Directions: Lines in which "Module" appears should be pulled from the data below.

Exercise inputs:
<<<<

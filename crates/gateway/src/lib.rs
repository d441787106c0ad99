//! HTTP gateway for rpgforge.
//!
//! - `POST /mcp`: MCP JSON-RPC 2.0 (tools/list, tools/call, ...)
//! - `POST /upload`: multipart document upload
//! - `GET /documents[/{id}]`: document metadata
//! - `GET /artifacts[/{id}]`: generated artifacts
//! - `GET /health`, `GET /`: status and server info
//!
//! Built on Axum. Stores are constructed once in [`AppState::from_config`]
//! and shared by every request.

pub mod api;
pub mod mcp;

use axum::extract::DefaultBodyLimit;
use axum::{
    Router,
    extract::State,
    response::Json,
    routing::{get, post},
};
use rpgforge_config::AppConfig;
use rpgforge_context::sections::SectionIndex;
use rpgforge_core::error::StoreError;
use rpgforge_core::provider::Provider;
use rpgforge_core::store::{ArtifactStore, DocumentStore};
use rpgforge_store::{
    Extractors, FileArtifactStore, FileDocumentStore, InMemoryArtifactStore, InMemoryDocumentStore,
};
use rpgforge_tools::{DispatchSettings, DocumentIngestor, ToolDispatcher};
use serde::Serialize;
use std::path::PathBuf;
use std::sync::Arc;
use std::time::Instant;
use tower_http::cors::CorsLayer;
use tracing::{info, warn};

pub const SERVER_NAME: &str = "rpgforge";

/// Multipart framing and base64 in `upload_document` calls add to the raw file size.
const BODY_LIMIT_SLACK: usize = 1024 * 1024;

/// Shared application state for the gateway.
pub struct AppState {
    pub config: AppConfig,
    pub dispatcher: Arc<ToolDispatcher>,
    /// `None` when running with in-memory stores.
    pub storage_dir: Option<PathBuf>,
    pub started_at: Instant,
}

pub type SharedState = Arc<AppState>;

impl AppState {
    pub fn new(
        config: AppConfig,
        documents: Arc<dyn DocumentStore>,
        artifacts: Arc<dyn ArtifactStore>,
        index: Arc<SectionIndex>,
        provider: Option<Arc<dyn Provider>>,
        storage_dir: Option<PathBuf>,
    ) -> Self {
        let ingestor = Arc::new(DocumentIngestor::new(
            Arc::clone(&documents),
            Arc::clone(&index),
            Arc::new(Extractors::default()),
            config.storage.max_upload_bytes,
        ));
        let dispatcher = Arc::new(ToolDispatcher::new(
            documents,
            artifacts,
            index,
            ingestor,
            provider,
            DispatchSettings::from_config(&config),
        ));
        Self {
            config,
            dispatcher,
            storage_dir,
            started_at: Instant::now(),
        }
    }

    /// Open the stores, rebuild the section index and connect the
    /// completion backend. Without credentials the server still starts;
    /// generative tools then fail with a configuration error.
    pub async fn from_config(config: &AppConfig, ephemeral: bool) -> Result<Self, StoreError> {
        let storage_dir = (!ephemeral).then(|| config.storage.root_dir());
        let (documents, artifacts): (Arc<dyn DocumentStore>, Arc<dyn ArtifactStore>) =
            match &storage_dir {
                Some(root) => (
                    Arc::new(FileDocumentStore::new(root)),
                    Arc::new(FileArtifactStore::new(root)),
                ),
                None => (
                    Arc::new(InMemoryDocumentStore::new()),
                    Arc::new(InMemoryArtifactStore::new()),
                ),
            };

        let stored = documents.list(None).await?;
        let index = Arc::new(SectionIndex::build(&stored));

        let provider = match rpgforge_providers::build_from_config(config) {
            Ok(provider) => Some(provider),
            Err(e) => {
                warn!(error = %e, "Completion backend unavailable; generative tools disabled");
                None
            }
        };

        Ok(Self::new(
            config.clone(),
            documents,
            artifacts,
            index,
            provider,
            storage_dir,
        ))
    }

    pub fn uptime_secs(&self) -> u64 {
        self.started_at.elapsed().as_secs()
    }
}

/// Build the Axum router with all gateway routes.
pub fn build_router(state: SharedState) -> Router {
    let body_limit = state
        .config
        .storage
        .max_upload_bytes
        .saturating_mul(4)
        / 3
        + BODY_LIMIT_SLACK;

    let cors = CorsLayer::new()
        .allow_methods([axum::http::Method::GET, axum::http::Method::POST])
        .allow_headers([axum::http::header::CONTENT_TYPE])
        .max_age(std::time::Duration::from_secs(3600));

    Router::new()
        .route("/", get(root_handler))
        .route("/health", get(health_handler))
        .route("/mcp", post(mcp::mcp_handler))
        .route("/upload", post(api::upload_handler))
        .route("/documents", get(api::list_documents_handler))
        .route("/documents/{id}", get(api::get_document_handler))
        .route("/artifacts", get(api::list_artifacts_handler))
        .route("/artifacts/{id}", get(api::get_artifact_handler))
        .layer(DefaultBodyLimit::max(body_limit))
        .layer(cors)
        .layer(tower_http::trace::TraceLayer::new_for_http())
        .with_state(state)
}

/// Start the gateway and serve until Ctrl-C, then flush both stores.
pub async fn start(config: AppConfig, ephemeral: bool) -> Result<(), Box<dyn std::error::Error>> {
    let addr = format!("{}:{}", config.gateway.host, config.gateway.port);
    let state: SharedState = Arc::new(AppState::from_config(&config, ephemeral).await?);

    let sweeper = spawn_sweeper(&state);
    let app = build_router(Arc::clone(&state));

    info!(
        addr = %addr,
        storage = %state
            .storage_dir
            .as_ref()
            .map(|p| p.display().to_string())
            .unwrap_or_else(|| "memory".into()),
        documents = state.dispatcher.documents().count().await?,
        "Gateway starting"
    );
    let listener = tokio::net::TcpListener::bind(&addr).await?;
    axum::serve(listener, app)
        .with_graceful_shutdown(shutdown_signal())
        .await?;

    if let Some(handle) = sweeper {
        handle.abort();
    }
    state.dispatcher.documents().flush().await?;
    state.dispatcher.artifacts().flush().await?;
    info!("Gateway stopped; stores flushed");
    Ok(())
}

async fn shutdown_signal() {
    if let Err(e) = tokio::signal::ctrl_c().await {
        warn!(error = %e, "Failed to listen for Ctrl-C");
        std::future::pending::<()>().await;
    }
    info!("Shutdown requested");
}

/// Remove artifacts older than `retention_days`. Returns how many went.
pub async fn sweep_artifacts(
    artifacts: &dyn ArtifactStore,
    retention_days: u32,
) -> Result<usize, StoreError> {
    let removed = artifacts
        .sweep(chrono::Duration::days(i64::from(retention_days)))
        .await?;
    if removed > 0 {
        info!(removed, retention_days, "Expired artifacts swept");
    }
    Ok(removed)
}

fn spawn_sweeper(state: &SharedState) -> Option<tokio::task::JoinHandle<()>> {
    let retention_days = state.config.storage.artifact_retention_days;
    if retention_days == 0 {
        return None;
    }
    let artifacts = Arc::clone(state.dispatcher.artifacts());
    let period = std::time::Duration::from_secs(state.config.storage.sweep_interval_secs.max(1));

    Some(tokio::spawn(async move {
        let mut ticker = tokio::time::interval(period);
        loop {
            ticker.tick().await;
            if let Err(e) = sweep_artifacts(artifacts.as_ref(), retention_days).await {
                warn!(error = %e, "Artifact sweep failed");
            }
        }
    }))
}

// --- Handlers ---

#[derive(Serialize)]
struct HealthResponse {
    status: &'static str,
    server: &'static str,
    version: &'static str,
    storage_dir: Option<String>,
    deployment: String,
    backend: Option<String>,
    context_ceiling_tokens: usize,
    documents_processed: usize,
    artifacts_created: usize,
    uptime_secs: u64,
}

async fn health_handler(State(state): State<SharedState>) -> Result<Json<HealthResponse>, api::ApiError> {
    let dispatcher = &state.dispatcher;
    Ok(Json(HealthResponse {
        status: "healthy",
        server: SERVER_NAME,
        version: env!("CARGO_PKG_VERSION"),
        storage_dir: state.storage_dir.as_ref().map(|p| p.display().to_string()),
        deployment: state.config.llm.deployment.clone(),
        backend: dispatcher.provider_name().map(str::to_string),
        context_ceiling_tokens: state.config.context.ceiling_tokens,
        documents_processed: dispatcher.documents().count().await?,
        artifacts_created: dispatcher.artifacts().count().await?,
        uptime_secs: state.uptime_secs(),
    }))
}

async fn root_handler(State(state): State<SharedState>) -> Json<serde_json::Value> {
    Json(serde_json::json!({
        "name": SERVER_NAME,
        "version": env!("CARGO_PKG_VERSION"),
        "description": "MCP server for DB2 SQL and RPG code generation grounded in uploaded standards",
        "protocol": "MCP JSON-RPC 2.0 over HTTP",
        "tools": rpgforge_tools::tool_names(),
        "endpoints": {
            "mcp": "POST /mcp",
            "upload": "POST /upload",
            "documents": "GET /documents",
            "document": "GET /documents/{id}",
            "artifacts": "GET /artifacts",
            "artifact": "GET /artifacts/{id}",
            "health": "GET /health"
        },
        "supported_formats": state.dispatcher.ingestor().supported_extensions(),
        "max_upload_bytes": state.config.storage.max_upload_bytes,
    }))
}


#[cfg(test)]
mod tests {
    use super::*;
    use axum::body::Body;
    use axum::http::{Request, StatusCode};
    use http_body_util::BodyExt;
    use rpgforge_core::artifact::{Artifact, ArtifactType};
    use tower::ServiceExt;

    async fn get_json(app: Router, uri: &str) -> (StatusCode, serde_json::Value) {
        let req = Request::builder().uri(uri).body(Body::empty()).unwrap();
        let response = app.oneshot(req).await.unwrap();
        let status = response.status();
        let body = response.into_body().collect().await.unwrap().to_bytes();
        (status, serde_json::from_slice(&body).unwrap_or(serde_json::Value::Null))
    }

    #[tokio::test]
    async fn health_endpoint() {
        let (status, json) = get_json(build_router(test_support::state()), "/health").await;
        assert_eq!(status, StatusCode::OK);
        assert_eq!(json["status"], "healthy");
        assert_eq!(json["server"], "rpgforge");
        assert_eq!(json["deployment"], "gpt-4o");
        assert_eq!(json["documents_processed"], 0);
        assert!(json["backend"].is_null());
        assert!(json["storage_dir"].is_null());
    }

    #[tokio::test]
    async fn root_lists_tools_and_formats() {
        let (status, json) = get_json(build_router(test_support::state()), "/").await;
        assert_eq!(status, StatusCode::OK);
        let tools = json["tools"].as_array().unwrap();
        assert_eq!(tools.len(), rpgforge_tools::TOOL_SPECS.len());
        assert!(tools.iter().any(|t| t == "convert_rpg_to_freeform"));
        let formats = json["supported_formats"].as_array().unwrap();
        assert!(formats.iter().any(|f| f == ".pdf"));
        assert!(formats.iter().any(|f| f == ".md"));
    }

    #[tokio::test]
    async fn file_backed_state_reindexes_stored_documents() {
        let dir = tempfile::tempdir().unwrap();
        let mut config = AppConfig::default();
        config.storage.root = Some(dir.path().to_path_buf());

        let first = AppState::from_config(&config, false).await.unwrap();
        first
            .dispatcher
            .ingestor()
            .ingest(
                "guide.md",
                rpgforge_core::document::DocumentType::ConversionGuide,
                None,
                b"## MOVE\nUse EVAL.\n\n## GOTO\nUse LEAVE or ITER.".to_vec(),
            )
            .await
            .unwrap();
        first.dispatcher.documents().flush().await.unwrap();

        let reopened = AppState::from_config(&config, false).await.unwrap();
        assert_eq!(reopened.dispatcher.documents().count().await.unwrap(), 1);
        assert_eq!(reopened.dispatcher.index().len().await, 2);
        assert_eq!(reopened.storage_dir.as_deref(), Some(dir.path()));
    }

    #[tokio::test]
    async fn sweep_removes_only_old_artifacts() {
        let state = test_support::state();
        let artifacts = state.dispatcher.artifacts();
        let mut old = Artifact::new(ArtifactType::Module, "old", "create_artifact");
        old.created_at = chrono::Utc::now() - chrono::Duration::days(40);
        artifacts.create(old).await.unwrap();
        artifacts
            .create(Artifact::new(ArtifactType::Module, "new", "create_artifact"))
            .await
            .unwrap();

        assert_eq!(sweep_artifacts(artifacts.as_ref(), 30).await.unwrap(), 1);
        assert_eq!(artifacts.count().await.unwrap(), 1);
    }
}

>>>>

Your solution:
        let mut old = Artifact::new(ArtifactType::Module, "old", "create_artifact");
            .create(Artifact::new(ArtifactType::Module, "new", "create_artifact"))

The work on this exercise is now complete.